I was a little older than freshman Arabelle Archer — the irrepressible lead character in Starring Arabelle — when I acted in my first play. My first role came my junior year in high school, as I recall. It was a terrible play, the title of which I’ve long forgotten. But I do remember the play’s director, a coach given to using sarcasm and put-down to get the best out of his hockey players.  This caustic approach didn’t work so well on his actors, though. We lived in terror of his tongue and cringed when he corrected our many mistakes in a thundering voice.

Since then, I’ve encountered different styles of directingThe gruff-but-likeable Mr. Zee in Starring Arabelle barks instruction to his actors from the house seats, but he later provides a calm and thoughtful critique that brings out the best in his players. This is my favorite style.

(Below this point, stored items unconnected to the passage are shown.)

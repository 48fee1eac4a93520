//! Debounced autosave.
//!
//! Every mutation pushes the save deadline back by the debounce delay; the
//! snapshot is written once the workspace has been quiet that long.

use std::sync::Arc;
use std::time::{Duration, Instant};

use tokio::sync::oneshot;
use tokio::task::JoinHandle;

use crate::error::DissonanceResult;
use crate::workspace::Workspace;

/// Trailing-edge debounce state.
#[derive(Debug, Clone, Copy, PartialEq, Eq)]
pub struct Debouncer {
    delay: Duration,
    deadline: Option<Instant>,
}

impl Debouncer {
    /// Creates an idle debouncer.
    #[must_use]
    pub fn new(delay: Duration) -> Self {
        Self { delay, deadline: None }
    }

    /// The debounce delay.
    #[must_use]
    pub fn delay(&self) -> Duration {
        self.delay
    }

    /// Records a change at `now`, restarting the quiet period.
    pub fn touch(&mut self, now: Instant) {
        self.deadline = Some(now + self.delay);
    }

    /// True if a change has not been flushed yet.
    #[must_use]
    pub fn is_pending(&self) -> bool {
        self.deadline.is_some()
    }

    /// Returns true (and goes idle) if the quiet period has elapsed.
    pub fn poll(&mut self, now: Instant) -> bool {
        match self.deadline {
            Some(deadline) if deadline <= now => {
                self.deadline = None;
                true
            }
            _ => false,
        }
    }

    /// Goes idle regardless of the deadline. Returns whether anything was
    /// pending.
    pub fn take(&mut self) -> bool {
        self.deadline.take().is_some()
    }
}

/// Running autosave task.
#[derive(Debug)]
pub struct AutosaveHandle {
    stop: Option<oneshot::Sender<()>>,
    task: JoinHandle<()>,
}

impl AutosaveHandle {
    /// Stops the task and flushes whatever is still pending.
    pub async fn shutdown(mut self) {
        if let Some(stop) = self.stop.take() {
            let _ = stop.send(());
        }
        if let Err(e) = self.task.await {
            tracing::warn!(error = %e, "autosave task ended abnormally");
        }
    }
}

/// Runs a flush on the blocking pool; snapshot writes fsync.
async fn run_blocking<F>(what: &'static str, flush: F)
where
    F: FnOnce() -> DissonanceResult<bool> + Send + 'static,
{
    match tokio::task::spawn_blocking(flush).await {
        Ok(Ok(_)) => {}
        Ok(Err(e)) => tracing::warn!(error = %e, "{what} failed"),
        Err(e) => tracing::warn!(error = %e, "{what} task panicked"),
    }
}

/// Spawns a task that checks the workspace every `tick` and writes the
/// snapshot once the debounce delay has passed. Save failures are logged
/// and retried on the next change.
///
/// Must be called from within a tokio runtime.
#[must_use]
pub fn spawn_autosave(workspace: Arc<Workspace>, tick: Duration) -> AutosaveHandle {
    let (stop_tx, mut stop_rx) = oneshot::channel();
    let task = tokio::spawn(async move {
        let mut interval = tokio::time::interval(tick.max(Duration::from_millis(1)));
        interval.set_missed_tick_behavior(tokio::time::MissedTickBehavior::Delay);
        loop {
            tokio::select! {
                _ = &mut stop_rx => break,
                _ = interval.tick() => {
                    let ws = Arc::clone(&workspace);
                    run_blocking("autosave", move || ws.flush_if_due()).await;
                }
            }
        }
        run_blocking("final autosave", move || workspace.flush()).await;
        tracing::debug!("autosave stopped");
    });
    AutosaveHandle {
        stop: Some(stop_tx),
        task,
    }
}
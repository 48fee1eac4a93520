//! Snapshot persistence.
//!
//! The whole workspace is saved as one framed record:
//!
//! ```text
//! [magic "DSNC"][version: 1 byte][length: 4 bytes LE][JSON body][crc32: 4 bytes LE]
//! ```
//!
//! Persistence is best effort. A snapshot that fails any check on load is
//! discarded wholesale and the workspace starts from defaults.

mod autosave;
mod codec;
mod file;

use std::sync::{Arc, Mutex};

use serde::{Deserialize, Serialize};

use crate::conflict::Conflict;
use crate::document::Document;
use crate::error::PersistenceError;
use crate::history::HistoryEvent;
use crate::ids::IdGenerator;
use crate::profile::UserProfile;
use crate::storage::{InMemoryRecordStore, RecordStore, StoreExport};
use crate::time::Clock;

pub use autosave::{spawn_autosave, AutosaveHandle, Debouncer};
pub use codec::{decode_snapshot, encode_snapshot, MAGIC};
pub use file::FileSnapshotStore;

/// Current snapshot schema version.
pub const SNAPSHOT_VERSION: u32 = 1;

/// Everything that survives a restart.
#[derive(Debug, Clone, PartialEq, Serialize, Deserialize)]
pub struct Snapshot {
    /// Schema version of the body.
    pub version: u32,
    /// Documents in store order.
    pub documents: Vec<Document>,
    /// Conflicts in store order.
    pub conflicts: Vec<Conflict>,
    /// History, newest first.
    pub history: Vec<HistoryEvent>,
    /// The user profile.
    #[serde(default)]
    pub profile: UserProfile,
    /// Number of reports exported so far.
    #[serde(default)]
    pub report_counter: u32,
}

impl Default for Snapshot {
    fn default() -> Self {
        Self {
            version: SNAPSHOT_VERSION,
            documents: Vec::new(),
            conflicts: Vec::new(),
            history: Vec::new(),
            profile: UserProfile::default(),
            report_counter: 0,
        }
    }
}

impl Snapshot {
    /// Captures the contents of a record store from one consistent export.
    ///
    /// # Errors
    /// Returns `PersistenceError::Serialization` if the store cannot be read.
    pub fn capture(
        store: &dyn RecordStore,
        profile: UserProfile,
        report_counter: u32,
    ) -> Result<Self, PersistenceError> {
        let StoreExport {
            documents,
            conflicts,
            history,
        } = store.export().map_err(|e| PersistenceError::Serialization {
            message: format!("could not read store: {e}"),
        })?;
        Ok(Self {
            version: SNAPSHOT_VERSION,
            documents,
            conflicts,
            history,
            profile,
            report_counter,
        })
    }

    /// Rebuilds a record store, checking every record invariant.
    ///
    /// # Errors
    /// Returns `PersistenceError::Corrupt` for an unknown version, an invalid
    /// profile or any record that breaks a store invariant.
    pub fn restore(
        self,
        ids: Arc<dyn IdGenerator>,
        clock: Arc<dyn Clock>,
    ) -> Result<(InMemoryRecordStore, UserProfile, u32), PersistenceError> {
        if self.version != SNAPSHOT_VERSION {
            return Err(PersistenceError::Corrupt {
                reason: format!(
                    "unsupported snapshot version {} (expected {SNAPSHOT_VERSION})",
                    self.version
                ),
            });
        }
        self.profile.validate().map_err(|e| PersistenceError::Corrupt {
            reason: format!("profile: {e}"),
        })?;

        let store = InMemoryRecordStore::from_parts(self.documents, self.conflicts, self.history, ids, clock)
            .map_err(|e| PersistenceError::Corrupt { reason: e.to_string() })?;
        Ok((store, self.profile, self.report_counter))
    }
}

/// Where snapshots live.
///
/// Called at startup (`load`) and on debounced saves only.
pub trait SnapshotPort: Send + Sync {
    /// Returns the stored snapshot, or `None` if nothing was saved yet.
    ///
    /// # Errors
    /// I/O failures and malformed frames.
    fn load(&self) -> Result<Option<Snapshot>, PersistenceError>;

    /// Replaces the stored snapshot.
    ///
    /// # Errors
    /// I/O or serialization failures.
    fn save(&self, snapshot: &Snapshot) -> Result<(), PersistenceError>;

    /// Removes the stored snapshot. Removing nothing is not an error.
    ///
    /// # Errors
    /// I/O failures.
    fn clear(&self) -> Result<(), PersistenceError>;
}

/// Keeps the encoded frame in memory. Used in tests and for throwaway
/// sessions.
#[derive(Debug, Default)]
pub struct InMemorySnapshotStore {
    frame: Mutex<Option<Vec<u8>>>,
}

impl InMemorySnapshotStore {
    /// Creates an empty store.
    #[must_use]
    pub fn new() -> Self {
        Self::default()
    }

    /// Creates a store holding raw bytes, valid or not.
    #[must_use]
    pub fn with_frame(bytes: Vec<u8>) -> Self {
        Self {
            frame: Mutex::new(Some(bytes)),
        }
    }

    /// The raw bytes currently stored.
    #[must_use]
    pub fn frame(&self) -> Option<Vec<u8>> {
        match self.frame.lock() {
            Ok(guard) => guard.clone(),
            Err(poisoned) => poisoned.into_inner().clone(),
        }
    }

    fn slot(&self) -> std::sync::MutexGuard<'_, Option<Vec<u8>>> {
        match self.frame.lock() {
            Ok(guard) => guard,
            Err(poisoned) => poisoned.into_inner(),
        }
    }
}

impl SnapshotPort for InMemorySnapshotStore {
    fn load(&self) -> Result<Option<Snapshot>, PersistenceError> {
        match self.slot().as_deref() {
            Some(bytes) => decode_snapshot(bytes).map(Some),
            None => Ok(None),
        }
    }

    fn save(&self, snapshot: &Snapshot) -> Result<(), PersistenceError> {
        let bytes = encode_snapshot(snapshot)?;
        *self.slot() = Some(bytes);
        Ok(())
    }

    fn clear(&self) -> Result<(), PersistenceError> {
        *self.slot() = None;
        Ok(())
    }
}
//! Clock capability.
//!
//! History timestamps and report headers read the time through [`Clock`] so
//! tests can pin it.

use std::sync::Mutex;

use chrono::{DateTime, Duration, Utc};

/// Source of the current time.
pub trait Clock: Send + Sync {
    /// Returns the current instant.
    fn now(&self) -> DateTime<Utc>;
}

/// Wall-clock time.
#[derive(Debug, Default, Clone, Copy)]
pub struct SystemClock;

impl Clock for SystemClock {
    fn now(&self) -> DateTime<Utc> {
        Utc::now()
    }
}

/// A manually driven clock for tests and replays.
#[derive(Debug)]
pub struct FixedClock {
    now: Mutex<DateTime<Utc>>,
}

impl FixedClock {
    /// Creates a clock frozen at `now`.
    #[must_use]
    pub fn new(now: DateTime<Utc>) -> Self {
        Self {
            now: Mutex::new(now),
        }
    }

    /// Moves the clock forward.
    pub fn advance(&self, by: Duration) {
        if let Ok(mut guard) = self.now.lock() {
            *guard += by;
        }
    }
}

impl Clock for FixedClock {
    fn now(&self) -> DateTime<Utc> {
        // A poisoned lock still holds a valid timestamp.
        match self.now.lock() {
            Ok(guard) => *guard,
            Err(poisoned) => *poisoned.into_inner(),
        }
    }
}
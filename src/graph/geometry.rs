//! 2D points and the pan/zoom affine transform.

use std::ops::{Add, Sub};

use serde::{Deserialize, Serialize};

/// A point in screen or graph space.
#[derive(Debug, Clone, Copy, Default, PartialEq, Serialize, Deserialize)]
pub struct Point {
    /// Horizontal coordinate.
    pub x: f64,
    /// Vertical coordinate, growing downwards.
    pub y: f64,
}

impl Point {
    /// The origin.
    pub const ORIGIN: Self = Self { x: 0.0, y: 0.0 };

    /// Creates a point.
    #[must_use]
    pub const fn new(x: f64, y: f64) -> Self {
        Self { x, y }
    }

    /// Euclidean distance to `other`.
    #[must_use]
    pub fn distance(self, other: Self) -> f64 {
        (self.x - other.x).hypot(self.y - other.y)
    }
}

impl Add for Point {
    type Output = Self;

    fn add(self, rhs: Self) -> Self {
        Self::new(self.x + rhs.x, self.y + rhs.y)
    }
}

impl Sub for Point {
    type Output = Self;

    fn sub(self, rhs: Self) -> Self {
        Self::new(self.x - rhs.x, self.y - rhs.y)
    }
}

/// Translation plus uniform scale: `screen = graph * k + (x, y)`.
#[derive(Debug, Clone, Copy, PartialEq, Serialize, Deserialize)]
pub struct Transform {
    /// Horizontal translation.
    pub x: f64,
    /// Vertical translation.
    pub y: f64,
    /// Uniform scale factor.
    pub k: f64,
}

impl Default for Transform {
    fn default() -> Self {
        Self::IDENTITY
    }
}

impl Transform {
    /// No translation, unit scale.
    pub const IDENTITY: Self = Self { x: 0.0, y: 0.0, k: 1.0 };

    /// Maps a graph-space point to screen space.
    #[must_use]
    pub fn to_screen(&self, graph: Point) -> Point {
        Point::new(graph.x * self.k + self.x, graph.y * self.k + self.y)
    }

    /// Maps a screen-space point to graph space: `(screen - translation) / k`.
    #[must_use]
    pub fn to_graph(&self, screen: Point) -> Point {
        Point::new((screen.x - self.x) / self.k, (screen.y - self.y) / self.k)
    }
}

Most dispiriting is the director who dictates the precise delivery of every spoken line and emotion down to the last heartrending sob. He’s apt to jump up on stage in the middle of rehearsal and assume an actor’s role, insisting, “This is how it’s done! Not the way you’re doing it!”

Then there’s the director who wants her actors to “feel” their way into their parts, to dig down to the emotional core of the characters they’re playing. If an actor is playing the part of an old, downtrodden character, this director might say, “Imagine a dog, a starving dog, now imagine the dog is human, imagine the dog is you,” and so forth. These exercises might be repeated week after week in workshop until the actor achieves the emotional truth that the part requires.

I’ve never personally encountered a “murmuring” director, but I know they exist. George S. Kaufman, co-writer with Moss Hart of You Can’t Take It With You, the play featured in Starring Arabelle, directed his actors in an undertone. Finely attuned to their sensibilities, Kaufman would take them aside and suggest in a whisper how to improve their performance. No one else got to hear what he said.

Directors aren’t the only colorful characters in theater, though. There are also the actors. Ah, the actors. They make up as varied a group as you’ll find anywhere: the ad-libbers, the spotlight-seekers, the line-forgetters, and the melodrama queens and kings.

Starring Arabelle

In Starring Arabelle, Bonnie Atwood ad libs wildly, which throws everyone on stage off balance. A serial ad-libber can stop a play dead in its tracks. The prompter, who quickly loses his place in the script, has little effect.

Spotlight-seekers are like moths. No matter where they’ve been told to stand, they somehow gravitate to the brightest lit spot on stage. Getting them to budge is like moving a three-hundred-pound defensive tackle.

In every play I was ever in, there were actors who simply couldn’t learn their lines. I remember one who planted little crib notes all over the set — on tables, in ashtrays, on the floor, on the front of another actor. One time, when the crib notes mysteriously disappeared between acts, the panicked actor had to rely on his fellow actors to feed him entire speeches. Like Camille Becker in Starring Arabelle, actors usually know each other’s lines.

Then there are the actors who thrive on melodrama. They never say a line straight if they can turn it into an Academy Award performance. In the book, my heroine Arabelle is such an actor, trying desperately to prove herself by over dramatizing — and she bombs until she learns to tame her own exuberance.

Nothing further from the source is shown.